この事業の根底には、本物のサステナブル製品を世の中に伝えたいという想いがありました。

今回、株式会社カミーノ代表取締役の深澤幸一郎さんをお迎えし、取り組みに対する想いと事業内容について伺いました。

半永久的に使えるエコ素材の開発で環境負荷の低い社会を目指す

ーはじめに、事業内容について教えてください。

深澤さん:

食品加工の工程で使用し、本来破棄されていた紙の再生紙と植物成分を組み合わせた、プラスチックに代わる樹脂 「PAPLUS®」という素材を開発して製品を作っており、プラスチックフリーの観点から脱炭素循環型社会の実現に取り組んでいます。

植物由来成分99%以上を実現したPAPLUS®

画像提供:株式会社カミーノ

ー紙と植物成分がプラスチックの代わりを担えるとは驚きです。どんな植物が使われているんですか?

深澤さん:

とうもろこしのデンプンから取り出したポリ乳酸(Poly Lactic Acid, PLA)という成分を主原料にしています。ポリ乳酸は、プラスチック同様に通常の室温環境で長期間使えるという性質を持ち、高温にさらされない限り通常のプラスチック製品と同じように扱えるのです。

そしてPAPLUS®は、原材料の99%以上が植物由来であることから、最終的には微生物によって水と二酸化炭素に分解され、地球へと還るのでゴミになりません。

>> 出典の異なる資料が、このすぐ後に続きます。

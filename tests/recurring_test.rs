//! Recurring-task coordinator integration tests.

use std::sync::{Arc, Mutex};

use chrono::{DateTime, Duration, TimeZone as _, Utc};
use tempfile::TempDir;

use taskd::events::publisher::{EventPublisher, PublishOutcome};
use taskd::events::{Event, EventType};
use taskd::recurrence::{EndCondition, Frequency, RecurrenceRule};
use taskd::recurring::RecurringTaskCoordinator;
use taskd::storage::Storage;
use taskd::tasks::{CreateTask, Priority, TaskService};

#[derive(Default)]
struct RecordingPublisher {
    events: Mutex<Vec<(String, Event)>>,
}

impl RecordingPublisher {
    fn recorded(&self) -> Vec<(String, Event)> {
        self.events.lock().unwrap().clone()
    }

    fn of_type(&self, event_type: EventType) -> Vec<Event> {
        self.recorded()
            .into_iter()
            .filter(|(_, e)| e.event_type == event_type)
            .map(|(_, e)| e)
            .collect()
    }
}

#[async_trait::async_trait]
impl EventPublisher for RecordingPublisher {
    async fn publish(&self, topic: &str, event: &Event) -> PublishOutcome {
        self.events
            .lock()
            .unwrap()
            .push((topic.to_string(), event.clone()));
        PublishOutcome::Acked
    }
}

async fn make_storage() -> (Arc<Storage>, TempDir) {
    let dir = TempDir::new().unwrap();
    let storage = Storage::new(dir.path()).await.unwrap();
    (Arc::new(storage), dir)
}

fn weekly_create(due: Option<DateTime<Utc>>, rule: Option<RecurrenceRule>) -> CreateTask {
    CreateTask {
        user_id: "u-1".into(),
        title: "Water the plants".into(),
        description: Some("Front and back".into()),
        priority: Priority::High,
        tags: vec!["home".into(), "garden".into()],
        due_date: due,
        recurrence_rule: rule,
    }
}

#[tokio::test]
async fn completing_recurring_task_spawns_exactly_one_successor() {
    let (storage, _dir) = make_storage().await;
    let publisher = Arc::new(RecordingPublisher::default());
    let service = TaskService::new(storage.clone(), publisher.clone());

    let due = Utc.with_ymd_and_hms(2026, 8, 3, 9, 0, 0).unwrap();
    let rule = RecurrenceRule::new(Frequency::Weekly, 1);
    let task = service
        .create_task(weekly_create(Some(due), Some(rule.clone())))
        .await
        .unwrap();

    let (completed, successor) = service.toggle_completion(&task.id).await.unwrap();
    assert!(completed.is_completed);

    let successor = successor.expect("successor spawned");
    assert_eq!(successor.title, task.title);
    assert_eq!(successor.priority, task.priority);
    assert_eq!(successor.tags_vec(), task.tags_vec());
    assert!(!successor.is_completed);
    assert!(!successor.reminder_sent);
    // Anchored on the original due date, not the completion instant.
    assert_eq!(
        successor.due_date_utc().unwrap(),
        due + Duration::weeks(1)
    );
    // Rule carried forward unmodified.
    assert_eq!(successor.rule().unwrap(), rule);
    // Successors stay in the same series.
    assert_eq!(successor.series_id.as_deref(), Some(task.id.as_str()));

    let spawned_events = publisher.of_type(EventType::RecurringTaskGenerated);
    assert_eq!(spawned_events.len(), 1);
    assert_eq!(spawned_events[0].task_id, successor.id);

    // Exactly two tasks exist for the user.
    assert_eq!(service.list_tasks("u-1").await.unwrap().len(), 2);
}

#[tokio::test]
async fn non_recurring_and_disabled_rules_spawn_nothing() {
    let (storage, _dir) = make_storage().await;
    let publisher = Arc::new(RecordingPublisher::default());
    let service = TaskService::new(storage.clone(), publisher.clone());

    let plain = service.create_task(weekly_create(None, None)).await.unwrap();
    let (_, successor) = service.toggle_completion(&plain.id).await.unwrap();
    assert!(successor.is_none());

    let mut disabled = RecurrenceRule::new(Frequency::Daily, 1);
    disabled.enabled = false;
    let task = service
        .create_task(weekly_create(None, Some(disabled)))
        .await
        .unwrap();
    let (_, successor) = service.toggle_completion(&task.id).await.unwrap();
    assert!(successor.is_none());

    assert!(publisher.of_type(EventType::RecurringTaskGenerated).is_empty());
    assert_eq!(service.list_tasks("u-1").await.unwrap().len(), 2);
}

#[tokio::test]
async fn retried_completion_spawns_once() {
    let (storage, _dir) = make_storage().await;
    let publisher = Arc::new(RecordingPublisher::default());
    let service = TaskService::new(storage.clone(), publisher.clone());
    let coordinator = RecurringTaskCoordinator::new(storage.clone(), publisher.clone());

    let due = Utc.with_ymd_and_hms(2026, 8, 3, 9, 0, 0).unwrap();
    let task = service
        .create_task(weekly_create(
            Some(due),
            Some(RecurrenceRule::new(Frequency::Weekly, 1)),
        ))
        .await
        .unwrap();

    let (completed, first) = service.toggle_completion(&task.id).await.unwrap();
    assert!(first.is_some());

    // A redelivered completion notification computes the same occurrence and
    // hits the spawn ledger.
    let completed_at = completed.completed_at_utc().unwrap();
    let retry = coordinator
        .on_task_completed(&completed, completed_at)
        .await
        .unwrap();
    assert!(retry.is_none(), "duplicate completion must not spawn");

    assert_eq!(service.list_tasks("u-1").await.unwrap().len(), 2);
    assert_eq!(publisher.of_type(EventType::RecurringTaskGenerated).len(), 1);
}

#[tokio::test]
async fn after_count_end_condition_stops_the_series() {
    let (storage, _dir) = make_storage().await;
    let publisher = Arc::new(RecordingPublisher::default());
    let service = TaskService::new(storage.clone(), publisher.clone());

    let due = Utc.with_ymd_and_hms(2026, 8, 3, 9, 0, 0).unwrap();
    let rule = RecurrenceRule::new(Frequency::Daily, 1)
        .with_end_condition(EndCondition::AfterCount(1));
    let task = service
        .create_task(weekly_create(Some(due), Some(rule)))
        .await
        .unwrap();

    // First completion: one successor allowed.
    let (_, first) = service.toggle_completion(&task.id).await.unwrap();
    let first = first.expect("first successor spawned");

    // Completing the successor: the series has already spawned its one
    // occurrence, so it ends here.
    let (_, second) = service.toggle_completion(&first.id).await.unwrap();
    assert!(second.is_none(), "series past after_count must stop");

    assert_eq!(service.list_tasks("u-1").await.unwrap().len(), 2);
}

#[tokio::test]
async fn anchor_falls_back_to_completion_time_without_due_date() {
    let (storage, _dir) = make_storage().await;
    let publisher = Arc::new(RecordingPublisher::default());
    let service = TaskService::new(storage.clone(), publisher.clone());

    let before = Utc::now();
    let task = service
        .create_task(weekly_create(
            None,
            Some(RecurrenceRule::new(Frequency::Daily, 1)),
        ))
        .await
        .unwrap();

    let (_, successor) = service.toggle_completion(&task.id).await.unwrap();
    let successor = successor.expect("successor spawned");

    let next_due = successor.due_date_utc().unwrap();
    assert!(next_due >= before + Duration::days(1));
    assert!(next_due <= Utc::now() + Duration::days(1));
}

#[tokio::test]
async fn reopening_a_task_spawns_nothing() {
    let (storage, _dir) = make_storage().await;
    let publisher = Arc::new(RecordingPublisher::default());
    let service = TaskService::new(storage.clone(), publisher.clone());

    let task = service
        .create_task(weekly_create(
            None,
            Some(RecurrenceRule::new(Frequency::Daily, 1)),
        ))
        .await
        .unwrap();

    let (_, first) = service.toggle_completion(&task.id).await.unwrap();
    assert!(first.is_some());

    // Toggle back to open — the coordinator only runs on the transition to
    // completed.
    let (reopened, second) = service.toggle_completion(&task.id).await.unwrap();
    assert!(!reopened.is_completed);
    assert!(second.is_none());
    assert_eq!(publisher.of_type(EventType::RecurringTaskGenerated).len(), 1);
}
pub mod config;
pub mod dispatch;
pub mod error;
pub mod events;
pub mod recurrence;
pub mod recurring;
pub mod reminders;
pub mod storage;
pub mod tasks;

use std::sync::Arc;

use anyhow::Result;

use config::TaskdConfig;
use events::publisher::{self, SharedPublisher};
use storage::Storage;

/// Shared application state passed to every service and background task.
///
/// The publisher is selected exactly once here, at startup, and injected into
/// every component that publishes — components never discover transport on
/// their own.
#[derive(Clone)]
pub struct AppContext {
    pub config: Arc<TaskdConfig>,
    pub storage: Arc<Storage>,
    pub publisher: SharedPublisher,
}

impl AppContext {
    /// Open the store, select the publisher, and assemble shared state.
    pub async fn init(config: TaskdConfig) -> Result<Self> {
        let storage = Storage::new_with_slow_query(
            &config.data_dir,
            config.observability.slow_query_threshold_ms,
        )
        .await?;
        let publisher = publisher::from_config(&config.broker);

        Ok(Self {
            config: Arc::new(config),
            storage: Arc::new(storage),
            publisher,
        })
    }

    pub fn task_service(&self) -> tasks::TaskService {
        tasks::TaskService::new(self.storage.clone(), self.publisher.clone())
    }

    pub fn reminder_scheduler(&self) -> reminders::ReminderScheduler {
        reminders::ReminderScheduler::new(self.storage.clone(), self.publisher.clone())
    }
}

ーとてもエコな素材なんですね!ちなみに、99%以上が植物由来ということですが、残る数%はどんな原料が使われているのですか?

深澤さん:

主原料はポリ乳酸と紙ですが、一般グレードで約0.4%、耐熱を要するものは7%の石油由来の添加剤を加えています。

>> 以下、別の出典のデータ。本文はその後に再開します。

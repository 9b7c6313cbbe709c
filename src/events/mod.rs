//! Asynchronous event envelopes and topics.
//!
//! Events are ephemeral: constructed, published, and discarded. Nothing in
//! this module touches the store.
//!
//! Wire format (JSON):
//! `{"event_type", "task_id", "user_id", "timestamp", "payload"}`

pub mod consumer;
pub mod publisher;

use chrono::{DateTime, Utc};
use serde::{Deserialize, Serialize};
use serde_json::Value;

/// Topic carrying task lifecycle events.
pub const TOPIC_TASK_EVENTS: &str = "task-events";
/// Topic carrying reminder-due events.
pub const TOPIC_REMINDERS: &str = "reminders";

/// All distinct event kinds exchanged over the broker.
#[derive(Debug, Clone, Copy, PartialEq, Eq, Serialize, Deserialize)]
#[serde(rename_all = "snake_case")]
pub enum EventType {
    TaskCreated,
    TaskUpdated,
    TaskDeleted,
    TaskCompletionToggled,
    RecurringTaskGenerated,
    ReminderTriggered,
}

impl EventType {
    pub fn as_str(&self) -> &'static str {
        match self {
            Self::TaskCreated => "task_created",
            Self::TaskUpdated => "task_updated",
            Self::TaskDeleted => "task_deleted",
            Self::TaskCompletionToggled => "task_completion_toggled",
            Self::RecurringTaskGenerated => "recurring_task_generated",
            Self::ReminderTriggered => "reminder_triggered",
        }
    }
}

/// A single event envelope placed on a named topic.
#[derive(Debug, Clone, Serialize, Deserialize)]
pub struct Event {
    pub event_type: EventType,
    pub task_id: String,
    pub user_id: String,
    pub timestamp: DateTime<Utc>,
    #[serde(default)]
    pub payload: Value,
}

impl Event {
    pub fn new(event_type: EventType, task_id: &str, user_id: &str, payload: Value) -> Self {
        Self {
            event_type,
            task_id: task_id.to_string(),
            user_id: user_id.to_string(),
            timestamp: Utc::now(),
            payload,
        }
    }

    /// `stage` distinguishes why the event fired: "scheduled" (reminder
    /// created), "due" (due-detection — the dispatcher delivers these), or
    /// "sent" (delivery confirmed).
    pub fn reminder_triggered(
        task_id: &str,
        user_id: &str,
        reminder_id: &str,
        remind_at: &str,
        stage: &str,
    ) -> Self {
        Self::new(
            EventType::ReminderTriggered,
            task_id,
            user_id,
            serde_json::json!({
                "reminder_id": reminder_id,
                "reminder_time": remind_at,
                "stage": stage,
            }),
        )
    }

    pub fn recurring_task_generated(task_id: &str, user_id: &str, next_occurrence: &str) -> Self {
        Self::new(
            EventType::RecurringTaskGenerated,
            task_id,
            user_id,
            serde_json::json!({ "next_occurrence": next_occurrence }),
        )
    }

    pub fn task_completion_toggled(task_id: &str, user_id: &str, is_completed: bool) -> Self {
        Self::new(
            EventType::TaskCompletionToggled,
            task_id,
            user_id,
            serde_json::json!({ "is_completed": is_completed }),
        )
    }

    pub fn task_created(task_id: &str, user_id: &str) -> Self {
        Self::new(EventType::TaskCreated, task_id, user_id, Value::Null)
    }

    pub fn task_deleted(task_id: &str, user_id: &str, reminders_removed: u64) -> Self {
        Self::new(
            EventType::TaskDeleted,
            task_id,
            user_id,
            serde_json::json!({ "reminders_removed": reminders_removed }),
        )
    }

    /// Identity used to suppress at-least-once redelivery at the consumer
    /// boundary. Derived from stable fields — the occurrence or remind time
    /// when the payload carries one — so a redelivered event maps to the same
    /// key while distinct occurrences of the same task do not.
    pub fn idempotency_key(&self) -> String {
        let discriminant = self
            .payload
            .get("reminder_id")
            .or_else(|| self.payload.get("reminder_time"))
            .or_else(|| self.payload.get("next_occurrence"))
            .and_then(|v| v.as_str())
            .map(str::to_string)
            .unwrap_or_else(|| self.timestamp.to_rfc3339());
        let stage = self
            .payload
            .get("stage")
            .and_then(|v| v.as_str())
            .unwrap_or("");
        format!(
            "{}:{}:{}:{}",
            self.event_type.as_str(),
            self.task_id,
            discriminant,
            stage
        )
    }
}

#[cfg(test)]
mod tests {
    use super::*;

    #[test]
    fn envelope_wire_shape() {
        let event = Event::reminder_triggered("t-1", "u-1", "r-1", "2026-01-01T08:00:00Z", "due");
        let json = serde_json::to_value(&event).unwrap();
        assert_eq!(json["event_type"], "reminder_triggered");
        assert_eq!(json["task_id"], "t-1");
        assert_eq!(json["user_id"], "u-1");
        assert!(json["timestamp"].as_str().unwrap().contains('T'));
        assert_eq!(json["payload"]["reminder_id"], "r-1");

        let back: Event = serde_json::from_value(json).unwrap();
        assert_eq!(back.event_type, EventType::ReminderTriggered);
    }

    #[test]
    fn redelivery_maps_to_same_key() {
        let a = Event::recurring_task_generated("t-1", "u-1", "2026-03-01T00:00:00Z");
        let b = Event::recurring_task_generated("t-1", "u-1", "2026-03-01T00:00:00Z");
        assert_eq!(a.idempotency_key(), b.idempotency_key());

        let c = Event::recurring_task_generated("t-1", "u-1", "2026-04-01T00:00:00Z");
        assert_ne!(a.idempotency_key(), c.idempotency_key());
    }
}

ー100%植物由来でないのには理由があるのでしょうか。

深澤さん:

製品化したときの強度と耐熱性を保つためです。

どうしても植物由来のみだと耐熱温度は60°前後になるため、熱湯で劣化してしまったり夏の日差しで変形しやすくなったりして、長く使えません。石油成分を加えることで熱に強く、かつ耐久性が備わった製品に仕上げることができます。

ー環境負荷が低く、使いやすさを兼ね備えた魅力的な素材ですね!PAPLUS®を使った製品はどのようなものがありますか?

深澤さん:

こちらのプラスチックフリータンブラーがあります。

画像提供:株式会社カミーノ
画像提供:株式会社カミーノ

深澤さん:

原料は植物成分が86%とタルクといわれる天然粘土鉱物が7%、耐熱温度が120°なので温かい飲み物にも安心して利用できます。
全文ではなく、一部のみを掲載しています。